Today marks the release of Starter Deck: Link Strike, and the start of the next era of Yu-Gi-Oh! Link Monsters are different than every type of monster before them, so they needed some specialized words and phrases to describe them, their effects, and the individual parts of the Link Monster cards. Before we get into that though, it’s highly recommend that you watch this video to learn about the updates to the official rules and the basics of how Link Monsters and Link Summoning work. If you’ve already seen it, great! If not, we recommend checking it out, then coming back here.
Now that you know the basics of Link Monsters and Link Summoning, here are some common terms you should know when dealing with Link Monsters.
Link Arrows: These are the big red triangles surrounding the picture of the monster. Only the red ones are Link Arrows.
Link Rating: Link Rating is the number in the lower right hand corner of a Link Monster where the DEF would normally be located. This is the number of Link Arrows the monster has, and also the number of Link Materials you need to use to Link Summon it.
Link Material: These are the face-up monsters on your side of the field that you use to Link Summon. All the monsters you use as Link Material must meet the specification on the Link Monster you’re trying to Summon. Normally, 1 monster = 1 Link Material, but when you’re Link Summoning with a Link Monster as Link Material, you can choose to use it as 1 Link Material, or to substitute its Link Rating as the number of Link Materials it counts as. It’s still only 1 monster no matter how many Link Materials it’s counting as.
points to: The Monster Zones and/or monsters that are directly adjacent to the tip of a Link Arrow are the zones and/or monsters that Link Monster “points to”. A Decode Talker placed in an Extra Monster Zone, for example, points to the Main Monster Zone directly above it, as well as the Main Monster Zones diagonally downwards to the left and right. A Decode Talker placed in the center Main Monster Zone does not point to anything, as there are no Monster Zones directly adjacent to the tip of its Link Arrows.
linked: A monster is “linked” if one or both of the following is true; 1. A Link Arrow is pointing to this monster. 2. This monster is a Link Monster and one of its Link Arrows is pointing to another monster. Consider Ib, the World Chalice Priestess from Code of the Duelist, who says “This linked card cannot be destroyed by battle or card effects.” If Ib is pointing to another monster, she can’t be destroyed by battle or card effect. If another Link Monster is pointing to her, she can’t be destroyed by battle or card effect.

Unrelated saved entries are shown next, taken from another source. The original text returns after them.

//! Permission nodes - parsed dotted permission strings.
//!
//! A node is parsed once from its raw form and never mutated afterwards:
//!
//! - `world.build` is an exact node with two segments.
//! - `world.*` is a wildcard covering `world` and everything below it.
//! - `-world.build` is a negated (denying) node.
//! - `*` is the superuser node; it covers every query.
//!
//! Segments are lower-cased, so comparison is case-insensitive.

use serde::{Deserialize, Serialize};
use std::fmt;
use std::str::FromStr;

use crate::error::{PermissionError, PermissionResult};
use crate::matcher;

/// Separator between segments.
const SEGMENT_SEPARATOR: char = '.';
/// Wildcard marker, valid only as the final segment.
const WILDCARD: &str = "*";
/// Leading negation marker.
const NEGATION: char = '-';
/// Separator between a stored node and its metadata suffix.
const RECORD_SEPARATOR: char = '|';

/// An immutable, parsed permission node.
#[derive(Debug, Clone, PartialEq, Eq, Hash, Serialize, Deserialize)]
#[serde(try_from = "String", into = "String")]
pub struct PermissionNode {
    segments: Vec<String>,
    wildcard: bool,
    negated: bool,
}

impl PermissionNode {
    /// Parse a raw permission string.
    ///
    /// # Errors
    ///
    /// Returns [`PermissionError::InvalidPermissionFormat`] if the string is
    /// empty, has an empty segment, places `*` anywhere but the final
    /// segment, or contains whitespace inside a segment.
    pub fn parse(raw: &str) -> PermissionResult<Self> {
        let trimmed = raw.trim();
        if trimmed.is_empty() {
            return Err(PermissionError::invalid(raw, "permission is empty"));
        }

        let (negated, rest) = match trimmed.strip_prefix(NEGATION) {
            Some(rest) => (true, rest),
            None => (false, trimmed),
        };
        if rest.is_empty() {
            return Err(PermissionError::invalid(
                raw,
                "negation marker without a node",
            ));
        }

        let (wildcard, body) = if rest == WILDCARD {
            (true, "")
        } else if let Some(body) = rest.strip_suffix(".*") {
            if body.is_empty() {
                return Err(PermissionError::invalid(raw, "empty segment"));
            }
            (true, body)
        } else {
            (false, rest)
        };

        let mut segments = Vec::new();
        if !body.is_empty() {
            for segment in body.split(SEGMENT_SEPARATOR) {
                if segment.is_empty() {
                    return Err(PermissionError::invalid(raw, "empty segment"));
                }
                if segment.contains(WILDCARD) {
                    return Err(PermissionError::invalid(
                        raw,
                        "wildcard is only allowed as the final segment",
                    ));
                }
                if segment.chars().any(char::is_whitespace) {
                    return Err(PermissionError::invalid(
                        raw,
                        "whitespace inside a segment",
                    ));
                }
                segments.push(segment.to_lowercase());
            }
        }

        Ok(Self {
            segments,
            wildcard,
            negated,
        })
    }

    /// Parse a stored permission record.
    ///
    /// Stored records may carry metadata after a `|` (for example
    /// `chat.color|admin|1712000000`); only the part before the first `|`
    /// is the node.
    ///
    /// # Errors
    ///
    /// Same as [`PermissionNode::parse`].
    pub fn from_record(record: &str) -> PermissionResult<Self> {
        Self::parse(strip_record_suffix(record))
    }

    /// The superuser node (`*`).
    #[must_use]
    pub fn superuser() -> Self {
        Self {
            segments: Vec::new(),
            wildcard: true,
            negated: false,
        }
    }

    /// Lower-cased segments, without the wildcard marker.
    #[must_use]
    pub fn segments(&self) -> &[String] {
        &self.segments
    }

    /// Whether the node ends in a wildcard.
    #[must_use]
    pub fn is_wildcard(&self) -> bool {
        self.wildcard
    }

    /// Whether the node denies rather than grants.
    #[must_use]
    pub fn is_negated(&self) -> bool {
        self.negated
    }

    /// Whether this is the bare `*` node (negated or not).
    #[must_use]
    pub fn is_superuser(&self) -> bool {
        self.wildcard && self.segments.is_empty()
    }

    /// How precisely this node targets a query. See [`matcher::specificity`].
    #[must_use]
    pub fn specificity(&self) -> usize {
        matcher::specificity(self)
    }

    /// Whether this node covers `queried`. See [`matcher::matches`].
    #[must_use]
    pub fn matches(&self, queried: &Self) -> bool {
        matcher::matches(self, queried)
    }

    /// Whether two nodes have the same segments and wildcard flag,
    /// ignoring negation.
    #[must_use]
    pub fn same_shape(&self, other: &Self) -> bool {
        self.wildcard == other.wildcard && self.segments == other.segments
    }
}

/// Drop the `|metadata` suffix from a stored record.
pub(crate) fn strip_record_suffix(record: &str) -> &str {
    record
        .split_once(RECORD_SEPARATOR)
        .map_or(record, |(head, _)| head)
}

impl fmt::Display for PermissionNode {
    fn fmt(&self, f: &mut fmt::Formatter<'_>) -> fmt::Result {
        if self.negated {
            write!(f, "{NEGATION}")?;
        }
        if self.segments.is_empty() {
            return write!(f, "{WILDCARD}");
        }
        write!(f, "{}", self.segments.join("."))?;
        if self.wildcard {
            write!(f, ".{WILDCARD}")?;
        }
        Ok(())
    }
}

impl FromStr for PermissionNode {
    type Err = PermissionError;

    fn from_str(s: &str) -> Result<Self, Self::Err> {
        Self::parse(s)
    }
}

impl TryFrom<String> for PermissionNode {
    type Error = PermissionError;

    fn try_from(value: String) -> Result<Self, Self::Error> {
        Self::parse(&value)
    }
}

impl From<PermissionNode> for String {
    fn from(node: PermissionNode) -> Self {
        node.to_string()
    }
}

#[cfg(test)]
mod tests {
    use super::*;

    #[test]
    fn test_parse_exact() {
        let node = PermissionNode::parse("World.Build").unwrap();
        assert_eq!(node.segments(), ["world", "build"]);
        assert!(!node.is_wildcard());
        assert!(!node.is_negated());
        assert_eq!(node.to_string(), "world.build");
    }

    #[test]
    fn test_parse_wildcard_and_negation() {
        let node = PermissionNode::parse("-chat.*").unwrap();
        assert_eq!(node.segments(), ["chat"]);
        assert!(node.is_wildcard());
        assert!(node.is_negated());
        assert_eq!(node.to_string(), "-chat.*");
    }

    #[test]
    fn test_parse_superuser() {
        let node = PermissionNode::parse("*").unwrap();
        assert!(node.is_superuser());
        assert_eq!(node, PermissionNode::superuser());
        assert_eq!(node.to_string(), "*");

        let denied = PermissionNode::parse("-*").unwrap();
        assert!(denied.is_superuser());
        assert!(denied.is_negated());
        assert_eq!(denied.to_string(), "-*");
    }

    #[test]
    fn test_parse_trims_whitespace() {
        let node = PermissionNode::parse("  admin.shutdown \n").unwrap();
        assert_eq!(node.to_string(), "admin.shutdown");
    }

    #[test]
    fn test_parse_rejects_malformed() {
        for raw in [
            "", "   ", "-", "a..b", ".a", "a.", ".*", "a.*.b", "a*", "*.a", "a b", "-.*",
        ] {
            assert!(
                matches!(
                    PermissionNode::parse(raw),
                    Err(PermissionError::InvalidPermissionFormat { .. })
                ),
                "expected {raw:?} to be rejected"
            );
        }
    }

    #[test]
    fn test_from_record_strips_metadata() {
        let node = PermissionNode::from_record("command.fix|Twizzy|1712000000|null|").unwrap();
        assert_eq!(node.to_string(), "command.fix");

        let plain = PermissionNode::from_record("command.fix").unwrap();
        assert_eq!(node, plain);

        assert!(PermissionNode::from_record("|orphaned").is_err());
    }

    #[test]
    fn test_same_shape_ignores_negation() {
        let grant = PermissionNode::parse("a.b").unwrap();
        let deny = PermissionNode::parse("-a.b").unwrap();
        let wildcard = PermissionNode::parse("a.b.*").unwrap();
        assert!(grant.same_shape(&deny));
        assert!(!grant.same_shape(&wildcard));
        assert_ne!(grant, deny);
    }

    #[test]
    fn test_serde_uses_canonical_string() {
        let node = PermissionNode::parse("-Region.*").unwrap();
        let json = serde_json::to_string(&node).unwrap();
        assert_eq!(json, "\"-region.*\"");

        let back: PermissionNode = serde_json::from_str(&json).unwrap();
        assert_eq!(back, node);

        assert!(serde_json::from_str::<PermissionNode>("\"a..b\"").is_err());
    }
}
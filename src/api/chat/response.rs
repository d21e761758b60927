// Copyright (c) 2025 Fabstir
// SPDX-License-Identifier: BUSL-1.1
use serde::{Deserialize, Serialize};

/// Response body for POST /generate-chat-response
#[derive(Debug, Clone, Serialize, Deserialize, PartialEq)]
pub struct ChatApiResponse {
    pub response: String,
}

impl ChatApiResponse {
    pub fn new(response: String) -> Self {
        Self { response }
    }
}
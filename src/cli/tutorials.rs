// Copyright (c) 2025 Fabstir
// SPDX-License-Identifier: BUSL-1.1
//! Batch tutorial writing: one Markdown file per roadmap entry

use anyhow::{Context, Result};
use clap::Args;
use regex::Regex;
use std::path::{Path, PathBuf};
use std::sync::{Arc, OnceLock};
use std::time::Duration;
use tracing::{error, info, warn};

use super::resolve_topic;
use super::roadmap::build_roadmap;
use crate::config::AppConfig;
use crate::generator::ArticleGenerator;
use crate::llm::OpenRouterClient;
use crate::search::SearchService;

const MAX_FILE_STEM_CHARS: usize = 50;

/// Arguments for the tutorials command
#[derive(Args, Debug)]
pub struct TutorialsArgs {
    /// Topic to build a roadmap for
    pub topic: Option<String>,

    /// Directory for the generated files (default: tutorials_<topic>)
    #[arg(long)]
    pub output_dir: Option<PathBuf>,

    /// Pause between article requests, in milliseconds
    #[arg(long, default_value_t = 2000)]
    pub delay_ms: u64,

    /// Skip web search enrichment
    #[arg(long)]
    pub no_search: bool,
}

/// Outcome of a tutorials run
#[derive(Debug, Default, Clone, PartialEq)]
pub struct TutorialReport {
    pub written: Vec<PathBuf>,
    pub failed: Vec<String>,
}

/// `tutorials_<topic>` with the topic lowercased and spaces replaced
pub fn default_output_dir(topic: &str) -> PathBuf {
    PathBuf::from(format!(
        "tutorials_{}",
        topic.to_lowercase().replace(' ', "_")
    ))
}

/// File name (with `.md`) for a roadmap entry; `None` when nothing usable remains
pub fn tutorial_file_name(item: &str) -> Option<String> {
    static DISALLOWED: OnceLock<Regex> = OnceLock::new();
    let disallowed = DISALLOWED.get_or_init(|| Regex::new(r"[^\w\s-]").expect("valid regex"));

    let stem: String = disallowed
        .replace_all(item, "")
        .trim()
        .replace(' ', "_")
        .chars()
        .take(MAX_FILE_STEM_CHARS)
        .collect();

    if stem.is_empty() {
        None
    } else {
        Some(format!("{}.md", stem))
    }
}

/// Roadmap entry with surrounding whitespace and a leading bullet removed
pub fn clean_item(item: &str) -> &str {
    let trimmed = item.trim();
    trimmed.strip_prefix("- ").unwrap_or(trimmed).trim()
}

/// Generate and write an article for every non-empty roadmap entry
///
/// A failed entry is logged and skipped; only I/O on the output directory
/// aborts the run.
pub async fn write_tutorials(
    articles: &ArticleGenerator,
    main_topic: &str,
    roadmap: &[String],
    output_dir: &Path,
    delay: Duration,
    search_enabled: bool,
) -> Result<TutorialReport> {
    tokio::fs::create_dir_all(output_dir)
        .await
        .with_context(|| format!("Failed to create {}", output_dir.display()))?;

    let items: Vec<&str> = roadmap
        .iter()
        .map(|item| clean_item(item))
        .filter(|item| !item.is_empty())
        .collect();

    let mut report = TutorialReport::default();
    for (index, item) in items.iter().enumerate() {
        if index > 0 && !delay.is_zero() {
            tokio::time::sleep(delay).await;
        }

        let file_name = match tutorial_file_name(item) {
            Some(name) => name,
            None => {
                error!("No usable file name for roadmap entry '{}'", item);
                report.failed.push(item.to_string());
                continue;
            }
        };

        info!("Generating tutorial {}/{}: {}", index + 1, items.len(), item);
        match articles
            .generate(main_topic, item, roadmap, search_enabled)
            .await
        {
            Ok(article) => {
                let path = output_dir.join(file_name);
                tokio::fs::write(&path, format!("# {}\n\n{}", item, article))
                    .await
                    .with_context(|| format!("Failed to write {}", path.display()))?;
                info!("Saved tutorial: {}", path.display());
                report.written.push(path);
            }
            Err(e) => {
                error!("Failed to generate tutorial for '{}': {}", item, e);
                report.failed.push(item.to_string());
            }
        }
    }

    Ok(report)
}

pub async fn generate_tutorials(args: TutorialsArgs, config: &AppConfig) -> Result<()> {
    let topic = resolve_topic(args.topic.as_deref());
    let output_dir = args
        .output_dir
        .clone()
        .unwrap_or_else(|| default_output_dir(&topic));

    let roadmap = build_roadmap(config, &topic).await?;
    println!("Roadmap for {} ({} entries)", topic, roadmap.len());

    if roadmap.is_empty() {
        warn!("Skipping tutorial generation: the roadmap is empty");
        return Ok(());
    }
    if config.model.api_key.is_none() {
        warn!("Skipping tutorial generation: no model API key configured");
        for item in &roadmap {
            println!("{}", item);
        }
        return Ok(());
    }

    let model = Arc::new(OpenRouterClient::new(&config.model)?);
    let search = Arc::new(SearchService::new(&config.search));
    let articles = ArticleGenerator::new(model, search);

    let report = write_tutorials(
        &articles,
        &topic,
        &roadmap,
        &output_dir,
        Duration::from_millis(args.delay_ms),
        !args.no_search,
    )
    .await?;

    println!(
        "Wrote {} tutorial(s) to {}",
        report.written.len(),
        output_dir.display()
    );
    if !report.failed.is_empty() {
        println!("Skipped {} entr(ies) after errors", report.failed.len());
    }
    Ok(())
}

co-linked: Only Link Monsters can be “co-linked”. Two Link Monsters are “co-linked” if they have Link Arrows that point at each other. As of publication, no card uses this terminology. The first monster that will use it is Firewall Dragon from Code of the Duelist, which counts the number of monsters it’s “co-linked” to in order to determine the strength of its effect. In the following formation, Firewall Dragon is “co-linked” to 2 monsters: Link Spider and Honeybot.
And that’s all the terminology you’ll need to know to play with the first two waves of Link Monsters! In addition to the 3 Link Monsters in Starter Deck: Link Strike, there are 10 more coming your way in Code of the Duelist. Whether you’re looking to extend the reach of your Extra Deck, build around the unique powers of a single, strong Link Monster, or go all-in on a dedicated Link Summoning strategy, we hope you’ll enjoy the new layers of strategy that are now possible thanks to Link Monsters!